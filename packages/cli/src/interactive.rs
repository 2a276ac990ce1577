//! Interactive session, mirroring the dashboard sidebar.

use std::path::PathBuf;

use crime_dash_analytics::{DashboardView, filters};
use crime_dash_analytics_models::{DateRange, FilterOptions, FilterSelection};
use crime_dash_server::config::DashboardConfig;
use dialoguer::{Confirm, Input, MultiSelect, Select};

use crate::commands;

enum Action {
    Summary,
    Export,
    Map,
    Serve,
}

impl Action {
    const ALL: &[Self] = &[Self::Summary, Self::Export, Self::Map, Self::Serve];

    #[must_use]
    const fn label(&self) -> &'static str {
        match self {
            Self::Summary => "Show summary",
            Self::Export => "Export filtered CSV",
            Self::Map => "Write choropleth GeoJSON",
            Self::Serve => "Start server",
        }
    }
}

/// Runs the interactive session.
///
/// # Errors
///
/// Returns an error if a prompt fails, the data cannot be loaded, or the
/// chosen action fails.
pub fn run(config: DashboardConfig) -> Result<(), Box<dyn std::error::Error>> {
    println!("Crime Dashboard");
    println!();

    let labels: Vec<&str> = Action::ALL.iter().map(Action::label).collect();
    let idx = Select::new()
        .with_prompt("What would you like to do?")
        .items(&labels)
        .default(0)
        .interact()?;

    if matches!(Action::ALL[idx], Action::Serve) {
        actix_web::rt::System::new().block_on(crime_dash_server::interactive::run(config))?;
        return Ok(());
    }

    let current = commands::load(&config)?;
    let table = &current.ingested.table;
    println!(
        "{}: {} registro(s)",
        current.name,
        crime_dash_analytics::summary::format_count(table.len() as u64)
    );

    let selection = prompt_selection(&filters::options(table))?;
    let view = DashboardView::build(table, &selection, config.charts);
    if view.is_empty() {
        println!("Nenhum registro para os filtros escolhidos.");
        return Ok(());
    }

    match Action::ALL[idx] {
        Action::Summary => print!("{}", commands::render_summary(&view)),
        Action::Export => {
            let path: String = Input::new()
                .with_prompt("Output file")
                .default(config.data.export_file_name.clone())
                .interact_text()?;
            let written = commands::export(table, &selection, &PathBuf::from(&path))?;
            println!("{written} registro(s) exportado(s) para {path}");
        }
        Action::Map => {
            let Some(geojson) = commands::map_geojson(&config, &view)? else {
                println!(
                    "GeoJSON de bairros nao encontrado em {}. Mapa desabilitado.",
                    config.data.boundaries_geojson.display()
                );
                return Ok(());
            };
            let path: String = Input::new()
                .with_prompt("Output file")
                .default("mapa_bairros.geojson".to_string())
                .interact_text()?;
            std::fs::write(&path, geojson)?;
            println!("Mapa gravado em {path}");
        }
        Action::Serve => {}
    }

    Ok(())
}

/// Prompts for incident types, neighborhoods, and an optional date range.
/// Selecting nothing in a list applies no filter on it.
fn prompt_selection(
    options: &FilterOptions,
) -> Result<FilterSelection, Box<dyn std::error::Error>> {
    let naturezas = MultiSelect::new()
        .with_prompt("Natureza (space to select, enter for all)")
        .items(&options.naturezas)
        .interact()?;

    let bairros = MultiSelect::new()
        .with_prompt("Bairro (space to select, enter for all)")
        .items(&options.bairros)
        .interact()?;

    let mut date_range = DateRange::default();
    if let (Some(min), Some(max)) = (options.min_date, options.max_date) {
        let filter_dates = Confirm::new()
            .with_prompt(format!("Filter by date? ({min} a {max})"))
            .default(false)
            .interact()?;
        if filter_dates {
            let start: chrono::NaiveDate = Input::new()
                .with_prompt("Start")
                .default(min)
                .interact_text()?;
            let end: chrono::NaiveDate = Input::new()
                .with_prompt("End")
                .default(max)
                .interact_text()?;
            date_range = DateRange::new(Some(start), Some(end));
        }
    }

    Ok(FilterSelection {
        naturezas: naturezas
            .into_iter()
            .map(|i| options.naturezas[i].clone())
            .collect(),
        bairros: bairros
            .into_iter()
            .map(|i| options.bairros[i].clone())
            .collect(),
        date_range,
    })
}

» **Exercise aim**: Count up the lines in the records that contain the word "para" and reply with that figure only.

» **Answer below**: 2